Book had lost contact with Nathan
after he had graduated from the law school. He viewed his role as similar to a parent’s: to teach the students skills for life in the legal world so they could survive on their own. Consequently, the students leave law school and their professors behind; they get on with their lives and legal careers. They seldom have contact with their professors except to shake hands at continuing legal education seminars. They return to campus for football games, and if they’re successful, to make a donation to the school. If they’re very successful, their firms might endow a chair. If they become fabulously rich, they might buy the naming rights for a building or space on campus. Hence, the law school had the Susman Godfrey Atrium, the Joseph D. Jamail Pavilion, the Jamail Center for Legal Research, the Kraft Eidman Courtroom, and the Robin C. Gibbs Atrium. His former intern had not become a rich and famous lawyer. He had not made a donation, endowed a chair, or bought a naming right. He had simply returned home to Marfa and gotten on with his life. And now his life was over. Book could not help but feel that he owed an unpaid debt to Nathan Jones.

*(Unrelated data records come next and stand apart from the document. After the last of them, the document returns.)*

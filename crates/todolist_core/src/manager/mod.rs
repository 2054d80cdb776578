//! Live todo collection and its observers.
//!
//! # Responsibility
//! - Own the in-memory record list and allocate record ids.
//! - Bridge the list to a `TodoStore` and fan out change notifications.
//!
//! # Invariants
//! - The manager is the only writer of record ids and list membership.
//! - Store failures never escape as errors; they raise io-failed instead.

pub mod events;
pub mod todo_manager;
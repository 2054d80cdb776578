use todolist_core::db::schema::{current_user_version, SCHEMA_VERSION};
use todolist_core::{open_db, open_db_in_memory, Record, SqliteTodoStore, StoreError, TodoStore};

fn sample_records() -> Vec<Record> {
    vec![
        Record::from_parts(9, 1_000, "Last id first", "order matters", false, false),
        Record::from_parts(2, 2_000, "Second", "", true, true),
        Record::from_parts(5, 3_000, "Third", "line 1\nline 2", false, true),
    ]
}

#[test]
fn fresh_database_loads_empty_and_is_stamped() {
    let conn = open_db_in_memory().unwrap();
    assert_eq!(current_user_version(&conn).unwrap(), SCHEMA_VERSION);

    let store = SqliteTodoStore::new(&conn);
    assert!(store.load().unwrap().is_empty());
}

#[test]
fn save_then_load_roundtrip_keeps_order_and_fields() {
    let conn = open_db_in_memory().unwrap();
    let store = SqliteTodoStore::new(&conn);
    let records = sample_records();

    store.save(&records).unwrap();
    assert_eq!(store.load().unwrap(), records);

    store.save(&records[..1]).unwrap();
    assert_eq!(store.load().unwrap(), records[..1].to_vec());
}

#[test]
fn file_database_survives_reopen() {
    let dir = tempfile::tempdir().unwrap();
    let path = dir.path().join("todolist.sqlite3");

    {
        let conn = open_db(&path).unwrap();
        SqliteTodoStore::new(&conn).save(&sample_records()).unwrap();
    }

    let conn = open_db(&path).unwrap();
    let store = SqliteTodoStore::new(&conn);
    assert_eq!(store.load().unwrap(), sample_records());
    assert!(store.name().contains("todolist.sqlite3"));
}

#[test]
fn invalid_flag_value_fails_with_deserialization_error() {
    let conn = open_db_in_memory().unwrap();
    conn.execute(
        "INSERT INTO todo_items (position, id, created, title, body, done, archived)
         VALUES (0, 1, 0, 't', 'b', 2, 0);",
        [],
    )
    .unwrap();

    let err = SqliteTodoStore::new(&conn).load().unwrap_err();
    assert!(matches!(err, StoreError::Deserialization { .. }), "got {err}");
    assert!(err.to_string().contains("todo_items.done"));
}

#[test]
fn newer_schema_version_is_rejected() {
    let dir = tempfile::tempdir().unwrap();
    let path = dir.path().join("future.sqlite3");
    {
        let conn = rusqlite::Connection::open(&path).unwrap();
        conn.execute_batch("PRAGMA user_version = 99;").unwrap();
    }

    let err = open_db(&path).unwrap_err();
    assert!(matches!(
        err,
        StoreError::UnsupportedSchema {
            found: 99,
            supported: SCHEMA_VERSION,
            ..
        }
    ));
    assert_eq!(err.code(), "store_schema_unsupported");
    assert!(err.to_string().contains("future.sqlite3"), "got {err}");
}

‘And I took some photos of the funeral service,’ Sam said.

‘Why?’

‘A life ended. Deserves to be documented. So folks won’t forget.’

‘Do you have a photo of the guests at Nathan’s funeral?’

Sam again went to his desk and returned with a computer-generated photograph. He placed it on the counter in front of Book.

‘Who are these people?’ Book asked.

Sam pointed at faces in the photo. ‘She’s the wife … his parents … lawyers, I figure, who else would wear suits? … the sheriff … Sadie, the court clerk … other locals.’

‘May I have this photo?’

‘Sure.’ Sam’s eyes turned up to Book. ‘You looking into his death, figure maybe it wasn’t an accident?’

‘What makes you say that?’

‘Just hoping for a lead
story better than the roller derby.’

‘Sorry to disappoint you.’

‘Then what brings you to Marfa?’

‘We came for the art, stopped in to say hello to Nathan, learned he had died.’

‘Same day the boy was buried?’

‘Coincidence.’

‘Myself, I don’t believe in coincidences.’

Nadine threw her hands up. ‘What does everyone have against coincidences?’

Sam picked up a digital camera from his desk.

‘Mind if I take your picture? For my wall.’

He gestured to the side wall on which photos of celebrities were hung. Book shrugged an okay. He figured Sam Walker might be a friend in Marfa—and he might need a friend. Sam snapped a few photos then held the camera out to Nadine.